A couple of things stand out to me about the AttorneyGate story thus far:

  1. The Bush people spent a whole lot of time and effort on it;
  2. It was so important to them — and they were so sure they could do it — that, as Harold Meyerson pointed out, they went ahead with plans even after getting destroyed at the polls last November, all but guaranteeing them Congressional hearings on the subject.

Now it’s possible you could chalk up some of this to hubris and/or stupidity, like so much else with the Bushies. But maybe they felt like they had an ace up their sleeve — just the way this whole operation may have been what made Dubya so very sure he’d win in the runup to last November’s elections (and so publicly ticked off at Rove when he got his clock cleaned instead).

And Harriet Miers isn’t the only person who could shed light on just how far the Rove/Bush plan went… or still goes. After all, it took only four days to anoint her successor — and Justice Samuel Alito is well known for his enthusiasms for the unitary executive, signing statements, and unchecked, expanded presidential power generally. Plan B was oiled and ready.

If Harriet Miers ever appears before the Senate and/or House Judiciary Committees under oath, she may get asked questions like these:

  • “Did you ever discuss the propriety, legality, or constitutionality of firing prosecutors for being too nonpartisan?”
  • “Did you ever discuss the propriety, legality, or constitutionality of using the Justice Department for partisan political purposes, such as vote suppression in national elections?”
  • “Did you ever discuss whether you believed executive privilege would apply to evidence of plans to do either of these things?”
  • “Did you ever agree to rule in favor of the Bush administration should such issues come before you in the Supreme Court?”

Point being, the same questions might be usefully put to Justices Alito and Roberts.

Now this may seem like overreach, it may even seem irresponsible.
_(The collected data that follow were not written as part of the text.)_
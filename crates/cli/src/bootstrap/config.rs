use sluice_dns_domain::{CliOverrides, Config};

pub fn load_config(
    config_path: Option<&str>,
    cli_overrides: CliOverrides,
) -> anyhow::Result<Config> {
    let config = Config::load(config_path, cli_overrides)?;
    config.validate()?;
    Ok(config)
}
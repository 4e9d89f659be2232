use super::forwarding::MessageBuilder;
use super::transport::MAX_STREAM_MESSAGE_SIZE;
use arc_swap::ArcSwapOption;
use async_trait::async_trait;
use hickory_proto::op::ResponseCode;
use sluice_dns_application::ports::{BootstrapResolver, ReloadBundle, ResolutionServer};
use sluice_dns_domain::DomainError;
use socket2::{Domain, Protocol, Socket, Type};
use std::net::SocketAddr;
use std::sync::Arc;
use std::time::Duration;
use tokio::io::{AsyncReadExt, AsyncWriteExt};
use tokio::net::{TcpListener, TcpStream, UdpSocket};
use tokio::sync::Mutex;
use tokio::task::JoinHandle;
use tokio_util::sync::CancellationToken;
use tracing::{debug, error, info, warn};

/// Idle time after which a client TCP connection is closed.
pub const TCP_IDLE_TIMEOUT: Duration = Duration::from_secs(10);

const UDP_BUFFER_SIZE: usize = 4096;

type SharedState = Arc<ArcSwapOption<ReloadBundle>>;

struct Running {
    cancel: CancellationToken,
    tasks: Vec<JoinHandle<()>>,
    local_addrs: Vec<SocketAddr>,
}

/// UDP and TCP listeners serving queries through the installed bundle.
///
/// The bundle is read per query, so `install` takes effect immediately
/// even while the listeners run.
pub struct DnsServer {
    listen_addrs: Vec<SocketAddr>,
    bootstrap: Option<Arc<dyn BootstrapResolver>>,
    state: SharedState,
    running: Mutex<Option<Running>>,
}

impl DnsServer {
    pub fn new(listen_addrs: Vec<SocketAddr>) -> Self {
        Self {
            listen_addrs,
            bootstrap: None,
            state: Arc::new(ArcSwapOption::empty()),
            running: Mutex::new(None),
        }
    }

    pub fn with_bootstrap(mut self, bootstrap: Arc<dyn BootstrapResolver>) -> Self {
        self.bootstrap = Some(bootstrap);
        self
    }

    /// Addresses actually bound, empty while stopped.
    pub async fn local_addrs(&self) -> Vec<SocketAddr> {
        self.running
            .lock()
            .await
            .as_ref()
            .map(|r| r.local_addrs.clone())
            .unwrap_or_default()
    }

    pub async fn is_running(&self) -> bool {
        self.running.lock().await.is_some()
    }
}

#[async_trait]
impl ResolutionServer for DnsServer {
    fn bootstrap(&self) -> Option<Arc<dyn BootstrapResolver>> {
        self.bootstrap.clone()
    }

    fn current(&self) -> Option<Arc<ReloadBundle>> {
        self.state.load_full()
    }

    fn install(&self, bundle: ReloadBundle) -> Option<Arc<ReloadBundle>> {
        self.state.swap(Some(Arc::new(bundle)))
    }

    async fn start(&self) -> Result<(), DomainError> {
        let mut running = self.running.lock().await;
        if running.is_some() {
            return Err(DomainError::StartFailed("DNS server is already running".into()));
        }
        if self.state.load().is_none() {
            return Err(DomainError::StartFailed(
                "no upstream configuration installed".into(),
            ));
        }

        let cancel = CancellationToken::new();
        let mut tasks = Vec::with_capacity(self.listen_addrs.len() * 2);
        let mut local_addrs = Vec::with_capacity(self.listen_addrs.len());

        for addr in &self.listen_addrs {
            let bound = bind_pair(*addr);
            let (udp, tcp) = match bound {
                Ok(pair) => pair,
                Err(e) => {
                    cancel.cancel();
                    for task in tasks {
                        let _ = task.await;
                    }
                    return Err(e);
                }
            };

            let local = udp.local_addr().map_err(|e| DomainError::IoError(e.to_string()))?;
            info!(address = %local, "DNS server listening on UDP and TCP");
            local_addrs.push(local);

            tasks.push(tokio::spawn(serve_udp(
                Arc::new(udp),
                self.state.clone(),
                cancel.clone(),
            )));
            tasks.push(tokio::spawn(serve_tcp(tcp, self.state.clone(), cancel.clone())));
        }

        *running = Some(Running {
            cancel,
            tasks,
            local_addrs,
        });
        Ok(())
    }

    async fn stop(&self) -> Result<(), DomainError> {
        let Some(running) = self.running.lock().await.take() else {
            debug!("DNS server already stopped");
            return Ok(());
        };

        running.cancel.cancel();
        let mut failures = Vec::new();
        for task in running.tasks {
            if let Err(e) = task.await {
                failures.push(DomainError::IoError(format!("listener task failed: {}", e)));
            }
        }

        info!(listeners = running.local_addrs.len(), "DNS server stopped");
        match DomainError::join(failures) {
            Some(err) => Err(err),
            None => Ok(()),
        }
    }
}

/// Binds UDP and TCP on the same address; a zero port is shared.
fn bind_pair(addr: SocketAddr) -> Result<(UdpSocket, TcpListener), DomainError> {
    let bind_err =
        |proto: &str, e: std::io::Error| DomainError::StartFailed(format!("{} {}: {}", proto, addr, e));

    let udp = Socket::new(Domain::for_address(addr), Type::DGRAM, Some(Protocol::UDP))
        .map_err(|e| bind_err("udp", e))?;
    udp.set_reuse_address(true).map_err(|e| bind_err("udp", e))?;
    udp.set_nonblocking(true).map_err(|e| bind_err("udp", e))?;
    udp.bind(&addr.into()).map_err(|e| bind_err("udp", e))?;
    let udp = UdpSocket::from_std(udp.into()).map_err(|e| bind_err("udp", e))?;

    let tcp_addr = udp.local_addr().map_err(|e| bind_err("udp", e))?;
    let tcp = Socket::new(Domain::for_address(tcp_addr), Type::STREAM, Some(Protocol::TCP))
        .map_err(|e| bind_err("tcp", e))?;
    tcp.set_reuse_address(true).map_err(|e| bind_err("tcp", e))?;
    tcp.set_nonblocking(true).map_err(|e| bind_err("tcp", e))?;
    tcp.bind(&tcp_addr.into()).map_err(|e| bind_err("tcp", e))?;
    tcp.listen(1024).map_err(|e| bind_err("tcp", e))?;
    let tcp = TcpListener::from_std(tcp.into()).map_err(|e| bind_err("tcp", e))?;

    Ok((udp, tcp))
}

/// Resolves one query; `None` means the query cannot be answered at all.
async fn answer(state: &SharedState, query: &[u8]) -> Option<Vec<u8>> {
    let result = match state.load_full() {
        Some(bundle) => bundle.dns_proxy.resolve(query).await,
        None => Err(DomainError::Precondition("no upstream configuration".into())),
    };

    match result {
        Ok(bytes) => Some(bytes),
        Err(e) => {
            debug!(error = %e, "Query failed");
            MessageBuilder::error_response(query, ResponseCode::ServFail).ok()
        }
    }
}

async fn serve_udp(socket: Arc<UdpSocket>, state: SharedState, cancel: CancellationToken) {
    let mut buf = vec![0u8; UDP_BUFFER_SIZE];
    loop {
        tokio::select! {
            _ = cancel.cancelled() => break,
            received = socket.recv_from(&mut buf) => {
                let (len, peer) = match received {
                    Ok(r) => r,
                    Err(e) => {
                        warn!(error = %e, "UDP receive failed");
                        continue;
                    }
                };
                let query = buf[..len].to_vec();
                let socket = Arc::clone(&socket);
                let state = state.clone();
                tokio::spawn(async move {
                    if let Some(response) = answer(&state, &query).await {
                        if let Err(e) = socket.send_to(&response, peer).await {
                            debug!(peer = %peer, error = %e, "UDP send failed");
                        }
                    }
                });
            }
        }
    }
}

async fn serve_tcp(listener: TcpListener, state: SharedState, cancel: CancellationToken) {
    loop {
        tokio::select! {
            _ = cancel.cancelled() => break,
            accepted = listener.accept() => match accepted {
                Ok((stream, peer)) => {
                    let state = state.clone();
                    let cancel = cancel.clone();
                    tokio::spawn(async move {
                        tokio::select! {
                            _ = cancel.cancelled() => {}
                            result = serve_connection(stream, &state) => {
                                if let Err(e) = result {
                                    debug!(peer = %peer, error = %e, "TCP connection closed");
                                }
                            }
                        }
                    });
                }
                Err(e) => error!(error = %e, "TCP accept failed"),
            }
        }
    }
}

async fn serve_connection(mut stream: TcpStream, state: &SharedState) -> std::io::Result<()> {
    loop {
        let mut len_buf = [0u8; 2];
        match tokio::time::timeout(TCP_IDLE_TIMEOUT, stream.read_exact(&mut len_buf)).await {
            Ok(Ok(_)) => {}
            Ok(Err(e)) if e.kind() == std::io::ErrorKind::UnexpectedEof => return Ok(()),
            Ok(Err(e)) => return Err(e),
            Err(_) => return Ok(()),
        }

        let len = u16::from_be_bytes(len_buf) as usize;
        let mut query = vec![0u8; len];
        stream.read_exact(&mut query).await?;

        let Some(response) = answer(state, &query).await else {
            return Ok(());
        };
        if response.len() > MAX_STREAM_MESSAGE_SIZE {
            warn!(size = response.len(), "Response too large for TCP framing");
            return Ok(());
        }

        let mut framed = Vec::with_capacity(response.len() + 2);
        framed.extend_from_slice(&(response.len() as u16).to_be_bytes());
        framed.extend_from_slice(&response);
        stream.write_all(&framed).await?;
    }
}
But time and again, as Josh Marshall has observed, the safest conclusion about any given scandal in the Bush era has turned out to be that it would go much, much further than anyone believed it would. In which case, to echo Peggy Noonan’s famous line:

“Is it irresponsible to speculate? It is irresponsible not to.”
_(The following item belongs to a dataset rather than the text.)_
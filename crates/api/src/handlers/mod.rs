pub mod upstream_files;

pub use upstream_files::{add_url, get_status, refresh, remove_url, set_url};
Admittedly, of course, this isn’t about anything as serious as a blow job, it’s just about suborning the legal machinery of the United States for partisan political gain.

=====
NOTES: “unlike” — Steve Benen, “Carpetbagger Report”; “so many” — Howard Kurtz, Washington Post, 3/30/07; “Gonzales’ gophers” — “Taking One for the Team, When He Could Remember”, Dana Milbank, Washington Post, 3/30/07; “Yesterday” — Senate Judiciary hearing transcript, 3/29/07, via Washington Post; “would undermine” — “President’s Statement on Harriet Miers’ Supreme Court Nomination Withdrawal,” 10/27/05, White House web site; “a whole lot of time” — TPM USA Attorney scandal timeline; “Harold Meyerson” — “The Republican Mystery,” Washington Post, 3/28/07; “so very sure” — digby (”Hullabaloo”): “Naht guh happen”, 9/9/06; “unitary executive” etc. — this blog, “Dear Senate Democrats: filibuster Alito”, 1/26/06; “vote suppression” — “Bush’s long history of tilting Justice,” Joseph Rich (former DoJ lawyer), LA Times, 3/29/07, via Paul Kiel (TPM Muckraker).

2 Responses to “The Supreme connection?”

  1. eRobin Says:

    These clowns have made the image of a president having extramarital oral sex in the Oval Office wholesome.

  2. Thomas Nephew Says:

    Yeah, now that we’ve got casual lawbreakers and flat out war criminals running the show, that all seems so quaint — old-fashioned even! Like watching Mayberry RFD reruns or something. Remember that little whistling tune that show had?